* _What to do_: Return each line of the listing in which the word "wire" appears.

* _Supplied records_:

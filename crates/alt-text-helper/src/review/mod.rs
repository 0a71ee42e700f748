//! The review workflow: per-image decision state, pagination, payload
//! reduction and the session state machine that ties them together.

mod error;
pub mod paginator;
pub mod reducer;
mod session;
mod store;

pub use error::SessionError;
pub use paginator::{total_pages, Paginator, DEFAULT_PAGE_SIZE};
pub use reducer::{no_changes_to_submit, reduce};
pub use session::{ReviewSession, SessionPhase};
pub use store::{ReviewState, ReviewStateStore, ReviewSummaryCounts};
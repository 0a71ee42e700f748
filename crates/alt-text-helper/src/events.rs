//! Injected event capability.
//!
//! Analytics and consent live outside this crate; the workflow only emits
//! coarse session events through a sink handed in by the embedding shell.

use crate::model::{ReviewCategory, ScanStatus};

/// Session-level events the workflow reports.
#[derive(Debug, Clone, PartialEq, Eq)]
pub enum SessionEvent {
    ScanStarted { scan_id: i64 },
    PollSettled { status: ScanStatus },
    ReviewStarted {
        category: ReviewCategory,
        total_images: usize,
    },
    PageChanged { page: usize },
    SummaryOpened,
    ReviewSubmitted { approved: usize, skipped: usize },
    SessionClosed,
}

pub trait EventSink: Send + Sync {
    fn emit(&self, event: SessionEvent);
}

/// Sink that drops every event; the default when no analytics shell is
/// attached.
#[derive(Debug, Default, Clone, Copy)]
pub struct NoopSink;

impl EventSink for NoopSink {
    fn emit(&self, _event: SessionEvent) {}
}
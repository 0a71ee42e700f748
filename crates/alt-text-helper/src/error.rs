use thiserror::Error;

#[derive(Error, Debug)]
pub enum HelperError {
    #[error("API error: {0}")]
    Api(#[from] crate::api::ApiError),

    #[error("Catalog error: {0}")]
    Catalog(#[from] crate::catalog::CatalogError),

    #[error("Session error: {0}")]
    Session(#[from] crate::review::SessionError),

    #[error("Configuration error: {0}")]
    Config(#[from] crate::config::ConfigError),
}

pub type Result<T> = std::result::Result<T, HelperError>;
use serde::{Deserialize, Serialize};

use super::ContentType;

/// Per-image review decision. `Unreviewed` is the seeded default and never
/// reaches the submission payload.
#[derive(Debug, Clone, Copy, PartialEq, Eq, Serialize, Deserialize)]
#[serde(rename_all = "lowercase")]
pub enum ReviewAction {
    Unreviewed,
    Approve,
    Skip,
}

impl ReviewAction {
    /// True once the user made an explicit approve/skip decision.
    pub fn is_decided(self) -> bool {
        !matches!(self, ReviewAction::Unreviewed)
    }
}

/// One reviewed image inside a submission group.
#[derive(Debug, Clone, PartialEq, Serialize)]
pub struct ReviewedImage {
    pub image_id: String,
    pub image_url: String,
    pub action: ReviewAction,
    pub approved_alt_text: String,
}

/// Submission payload element: all reviewed images of one content item,
/// with the item's metadata. Built once per submit attempt, not retained.
#[derive(Debug, Clone, PartialEq, Serialize)]
pub struct ContentReviewGroup {
    pub content_id: i64,
    pub content_name: String,
    pub content_parent_id: Option<i64>,
    pub content_type: ContentType,
    pub images: Vec<ReviewedImage>,
}
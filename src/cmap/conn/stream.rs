//! Reassembly of wire protocol frames from an arbitrarily-chunked byte stream.

use crate::{
    cmap::conn::wire::Header,
    error::{Error, Result},
};

/// Accumulates bytes read off a socket and yields complete frames. TCP delivers data in
/// arbitrary chunks, so a single read may hold a partial header, several messages, or a
/// message split anywhere.
#[derive(Debug, Default)]
pub(crate) struct MessageBuffer {
    buffer: Vec<u8>,
}

impl MessageBuffer {
    pub(crate) fn new() -> Self {
        Self::default()
    }

    /// Appends a chunk read from the stream.
    pub(crate) fn extend(&mut self, chunk: &[u8]) {
        self.buffer.extend_from_slice(chunk);
    }

    /// Removes and returns the next complete frame, header included. Returns `Ok(None)`
    /// when the buffered bytes do not yet form a complete frame. A declared length that is
    /// negative, shorter than a header, or larger than `max_message_size` poisons the
    /// stream and returns an error; the connection must be closed.
    pub(crate) fn next_frame(&mut self, max_message_size: usize) -> Result<Option<Vec<u8>>> {
        if self.buffer.len() < 4 {
            return Ok(None);
        }

        let mut length_bytes = [0u8; 4];
        length_bytes.copy_from_slice(&self.buffer[..4]);
        let length = i32::from_le_bytes(length_bytes);

        if length < Header::LENGTH as i32 || length as usize > max_message_size {
            return Err(Error::invalid_response(format!(
                "invalid message size: {}",
                length
            )));
        }

        let length = length as usize;
        if self.buffer.len() < length {
            return Ok(None);
        }

        let rest = self.buffer.split_off(length);
        let frame = std::mem::replace(&mut self.buffer, rest);
        Ok(Some(frame))
    }

    #[cfg(test)]
    pub(crate) fn len(&self) -> usize {
        self.buffer.len()
    }
}

#[cfg(test)]
mod test {
    use pretty_assertions::assert_eq;

    use super::*;
    use crate::cmap::conn::wire::{Header, OpCode};

    const MAX: usize = 48 * 1024 * 1024;

    fn frame(request_id: i32, body: &[u8]) -> Vec<u8> {
        let mut buf = Vec::new();
        Header {
            length: (Header::LENGTH + body.len()) as i32,
            request_id,
            response_to: 0,
            op_code: OpCode::Message,
        }
        .write_to(&mut buf);
        buf.extend_from_slice(body);
        buf
    }

    #[test]
    fn partial_frame_yields_nothing() {
        let full = frame(1, b"abcdef");

        let mut buffer = MessageBuffer::new();
        buffer.extend(&full[..3]);
        assert!(buffer.next_frame(MAX).unwrap().is_none());

        buffer.extend(&full[3..10]);
        assert!(buffer.next_frame(MAX).unwrap().is_none());

        buffer.extend(&full[10..]);
        assert_eq!(buffer.next_frame(MAX).unwrap(), Some(full));
        assert_eq!(buffer.len(), 0);
    }

    #[test]
    fn multiple_frames_in_one_chunk() {
        let first = frame(1, b"one");
        let second = frame(2, b"twotwo");

        let mut chunk = first.clone();
        chunk.extend_from_slice(&second);

        let mut buffer = MessageBuffer::new();
        buffer.extend(&chunk);
        assert_eq!(buffer.next_frame(MAX).unwrap(), Some(first));
        assert_eq!(buffer.next_frame(MAX).unwrap(), Some(second));
        assert!(buffer.next_frame(MAX).unwrap().is_none());
    }

    #[test]
    fn frame_split_across_many_chunks() {
        let full = frame(3, &vec![7u8; 100]);

        let mut buffer = MessageBuffer::new();
        for byte in &full {
            assert!(buffer.next_frame(MAX).unwrap().is_none());
            buffer.extend(std::slice::from_ref(byte));
        }
        assert_eq!(buffer.next_frame(MAX).unwrap(), Some(full));
    }

    #[test]
    fn negative_length_is_an_error() {
        let mut buffer = MessageBuffer::new();
        buffer.extend(&(-1_i32).to_le_bytes());
        assert!(buffer.next_frame(MAX).is_err());
    }

    #[test]
    fn undersized_length_is_an_error() {
        let mut buffer = MessageBuffer::new();
        buffer.extend(&4_i32.to_le_bytes());
        assert!(buffer.next_frame(MAX).is_err());
    }

    #[test]
    fn oversized_length_is_an_error() {
        let mut buffer = MessageBuffer::new();
        buffer.extend(&((MAX as i32) + 1).to_le_bytes());
        assert!(buffer.next_frame(MAX).is_err());
    }
}
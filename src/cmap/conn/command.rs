//! Database commands as sent over the wire, and the raw responses that come back.

use serde::de::DeserializeOwned;

use super::wire::{DocumentSequence, Message, Reply, ResponseFlags};
use crate::{
    bson::{Bson, Document},
    error::{CommandError, Error, ErrorKind, Result},
    selection_criteria::ReadPreference,
};

/// A command to be sent to the server. The `$db` field and any session or transaction
/// fields are folded into the body before encoding.
#[derive(Clone, Debug)]
pub(crate) struct Command {
    pub(crate) name: String,
    pub(crate) target_db: String,
    pub(crate) body: Document,
    pub(crate) exhaust_allowed: bool,
    pub(crate) document_sequences: Vec<DocumentSequence>,
}

impl Command {
    pub(crate) fn new(
        name: impl Into<String>,
        target_db: impl Into<String>,
        body: Document,
    ) -> Self {
        Self {
            name: name.into(),
            target_db: target_db.into(),
            body,
            exhaust_allowed: false,
            document_sequences: Vec::new(),
        }
    }

    pub(crate) fn set_session_id(&mut self, lsid: Document) {
        self.body.insert("lsid", lsid);
    }

    pub(crate) fn set_txn_number(&mut self, txn_number: i64) {
        self.body.insert("txnNumber", txn_number);
    }

    pub(crate) fn set_start_transaction(&mut self) {
        self.body.insert("startTransaction", true);
    }

    pub(crate) fn set_autocommit(&mut self) {
        self.body.insert("autocommit", false);
    }

    pub(crate) fn set_read_preference(&mut self, read_preference: &ReadPreference) {
        self.body
            .insert("$readPreference", read_preference.to_document());
    }

    /// Moves a batch of documents out of the body and into a payload type 1 section.
    pub(crate) fn add_document_sequence(
        &mut self,
        identifier: impl Into<String>,
        documents: &[Document],
    ) -> Result<()> {
        self.document_sequences
            .push(DocumentSequence::new(identifier, documents)?);
        Ok(())
    }

    /// The body as it goes on the wire, with `$db` appended.
    pub(crate) fn body_with_db(&self) -> Document {
        let mut body = self.body.clone();
        body.insert("$db", self.target_db.clone());
        body
    }
}

/// A response to a command, kept as raw BSON. Parsing is deferred and idempotent: callers
/// can deserialize the same bytes into different shapes without re-reading the socket.
#[derive(Clone, Debug)]
pub(crate) struct RawCommandResponse {
    source: Vec<u8>,
}

impl RawCommandResponse {
    pub(crate) fn new(source: Vec<u8>) -> Self {
        Self { source }
    }

    pub(crate) fn from_msg(message: Message) -> Self {
        Self {
            source: message.document_payload,
        }
    }

    /// Converts a legacy OP_REPLY into a command response. A reply carrying the
    /// queryFailure flag holds a single `$err` document instead of a command result.
    pub(crate) fn from_reply(reply: Reply) -> Result<Self> {
        if reply
            .response_flags
            .contains(ResponseFlags::CURSOR_NOT_FOUND)
        {
            return Err(ErrorKind::Command(CommandError {
                code: 43,
                code_name: "CursorNotFound".to_string(),
                message: "cursor killed or timed out".to_string(),
                labels: Vec::new(),
            })
            .into());
        }

        let first = reply.document_bytes.into_iter().next().ok_or_else(|| {
            Error::invalid_response("reply to a command contained no documents")
        })?;

        if reply.response_flags.contains(ResponseFlags::QUERY_FAILURE) {
            let err_doc: Document = crate::bson::from_slice(&first)?;
            let message = err_doc
                .get_str("$err")
                .unwrap_or("unknown query failure")
                .to_string();
            let code = err_doc.get_i32("code").ok();
            return Err(ErrorKind::Command(CommandError::from_legacy_err(message, code)).into());
        }

        Ok(Self { source: first })
    }

    /// Deserializes the response body into the given shape.
    pub(crate) fn body<T: DeserializeOwned>(&self) -> Result<T> {
        crate::bson::from_slice(&self.source).map_err(|err| {
            Error::invalid_response(format!("failed to deserialize server response: {}", err))
        })
    }

    pub(crate) fn document(&self) -> Result<Document> {
        self.body()
    }

    /// Checks the `ok` field, converting a failed command into an error that carries the
    /// server's code, codeName, errmsg and error labels.
    pub(crate) fn command_error(&self) -> Result<()> {
        let document = self.document()?;

        let ok = match document.get("ok") {
            Some(Bson::Double(value)) => *value == 1.0,
            Some(Bson::Int32(value)) => *value == 1,
            Some(Bson::Int64(value)) => *value == 1,
            Some(Bson::Boolean(value)) => *value,
            _ => {
                return Err(Error::invalid_response(
                    "server response was missing the ok field",
                ))
            }
        };

        if ok {
            return Ok(());
        }

        let command_error: CommandError = self.body()?;
        let labels = command_error.labels.clone();
        let mut error: Error = ErrorKind::Command(command_error).into();
        for label in &labels {
            error = error.with_label(label);
        }
        Err(error)
    }
}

* _Result of this exercise_:
//! Reassembly of wire protocol frames from an arbitrarily-chunked byte stream.
    cmap::conn::wire::Header,
    use crate::cmap::conn::wire::{Header, OpCode};
//! Database commands as sent over the wire, and the raw responses that come back.
use super::wire::{DocumentSequence, Message, Reply, ResponseFlags};
    /// The body as it goes on the wire, with `$db` appended.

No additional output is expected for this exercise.